Mr. Greenwood’s enigmatic and in parts highly obscure background is marked by twists, turns, contradictions, and obfuscation. Some entities he claims to have founded or worked for have no active or discernible online or social media presence, and several appear to have either failed or fallen into obscurity. Mr. Greenwood did not respond to a detailed list of questions about his professional background, his role in the audit, and his apparent lack of expertise in conducting social audits.

Figure 8: Social media images of Clive Greenwood’s pub, The Drunken Chef. (Source: Facebook/clive.greenwood.7)

According to information posted online, Mr.
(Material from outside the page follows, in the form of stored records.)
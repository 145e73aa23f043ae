use clap::{Args, Parser, Subcommand};
use serde_json::Value;
use std::path::PathBuf;
use std::str::FromStr;

use crate::check::Check;
use crate::client::Method;

/// Smoke-test the Claire et Marcus API with suites of HTTP assertions
#[derive(Parser, Debug)]
#[command(name = "cmprobe")]
#[command(version, about, long_about = None)]
pub struct Cli {
    #[command(subcommand)]
    pub command: Option<Command>,

    #[command(flatten)]
    pub global: GlobalArgs,

    /// Print a JSON document instead of the console report
    #[arg(long, global = true)]
    pub json: bool,

    /// Increase log verbosity (-v info, -vv debug, -vvv trace)
    #[arg(short, long, action = clap::ArgAction::Count, global = true)]
    pub verbose: u8,
}

/// Settings that override the config file
#[derive(Args, Debug, Clone, Default)]
pub struct GlobalArgs {
    /// Base URL of the API, including the /api prefix
    #[arg(long, env = "CMPROBE_BASE_URL", global = true)]
    pub base_url: Option<String>,

    /// Account email used to log in
    #[arg(long, env = "CMPROBE_EMAIL", global = true)]
    pub email: Option<String>,

    /// Account password used to log in
    #[arg(long, env = "CMPROBE_PASSWORD", hide_env_values = true, global = true)]
    pub password: Option<String>,

    /// Login endpoint, e.g. /auth/login-robust
    #[arg(long, env = "CMPROBE_LOGIN_PATH", global = true)]
    pub login_path: Option<String>,

    /// Default request timeout in seconds
    #[arg(
        long = "timeout",
        value_name = "SECS",
        env = "CMPROBE_TIMEOUT",
        global = true
    )]
    pub timeout_secs: Option<u64>,

    /// Config file to use instead of ~/.config/cmprobe/config.json
    #[arg(
        long = "config",
        value_name = "PATH",
        env = "CMPROBE_CONFIG",
        global = true
    )]
    pub config_path: Option<PathBuf>,
}

#[derive(Subcommand, Debug)]
pub enum Command {
    /// Run built-in suites and/or suite files
    Run {
        /// Built-in suites to run (default: all default suites, unless --file is given)
        suites: Vec<String>,

        /// Suite file to run (YAML, TOML or JSON); repeatable
        #[arg(long = "file", value_name = "PATH")]
        files: Vec<PathBuf>,

        /// Skip every remaining step after the first failure
        #[arg(long)]
        stop_on_failure: bool,

        /// Pass rate in percent required for a zero exit code
        #[arg(long, value_name = "PERCENT")]
        threshold: Option<f64>,
    },
    /// Send one request and assert on the response
    Probe {
        /// HTTP method
        method: Method,

        /// Path relative to the base URL
        path: String,

        /// Accepted status code; repeatable (default: 200)
        #[arg(long = "expect", value_name = "STATUS")]
        expect: Vec<u16>,

        /// JSON request body
        #[arg(long, value_parser = parse_json_body)]
        body: Option<Value>,

        /// Field check: `field`, `field=value` or `field~text`; repeatable
        #[arg(long = "check", value_name = "SPEC")]
        checks: Vec<CheckSpec>,

        /// Send the request without logging in
        #[arg(long)]
        no_auth: bool,
    },
    /// Log in and report the account
    Login,
    /// List the built-in suites
    Suites,
    /// Show the config file location and effective settings
    Config,
}

/// A field check given on the command line
#[derive(Debug, Clone, PartialEq)]
pub struct CheckSpec(pub Check);

impl FromStr for CheckSpec {
    type Err = String;

    fn from_str(s: &str) -> Result<Self, Self::Err> {
        // Format: <field> | <field>=<json-or-text> | <field>~<text>
        let (field, check) = match s.find(['=', '~']) {
            None => (s.trim(), None),
            Some(idx) => {
                let field = s[..idx].trim();
                let operand = &s[idx + 1..];
                let check = if s[idx..].starts_with('=') {
                    Check::equals(field, parse_literal(operand))
                } else {
                    Check::contains(field, operand)
                };
                (field, Some(check))
            }
        };

        if field.is_empty() {
            return Err(format!(
                "Invalid check '{}'. Expected: <field>, <field>=<value> or <field>~<text>",
                s
            ));
        }

        Ok(CheckSpec(check.unwrap_or_else(|| Check::present(field))))
    }
}

/// Parse a literal as JSON, falling back to a plain string
fn parse_literal(text: &str) -> Value {
    serde_json::from_str(text).unwrap_or_else(|_| Value::String(text.to_string()))
}

fn parse_json_body(text: &str) -> Result<Value, String> {
    serde_json::from_str(text).map_err(|e| format!("Invalid JSON body: {}", e))
}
Greenwood is a British Army veteran who moved to the PRC in 1989. Between 2004 and 2016, he ran a British sports pub in Suzhou called The Drunken Chef (see Facebook/The Drunken Chef, accessed September 16; LinkedIn/Clive Greenwood, accessed September 16; LinkedIn/clive greenwood, accessed September 16). According to a local report, Mr. Greenwood spent over 16 years in sales and marketing in the PRC before starting the pub (Suzhou Living, September 12, 2012). His first LinkedIn profile states that between 2003 and 2006, he worked as the Asia Sales and Marketing Manager for Northrop Grumman (LinkedIn/Clive Greenwood, accessed August 20). In 2013, he became general manager of Neurostim Systems, a company marketing medical services that was dissolved only two years later (LinkedIn/Clive Greenwood, accessed September 16; Companies House/NEUROSTIM SYSTEMS LIMITED, accessed September 16; Rocket Reach/Clive Greenwood, accessed September 16).

Figure 9: Clive Greenwood’s evolving social media profiles between 2011 and 2013. (Sources: Facebook/clive.greenwood.7, X.com/Clive Greenwood, LinkedIn/Clive Greenwood)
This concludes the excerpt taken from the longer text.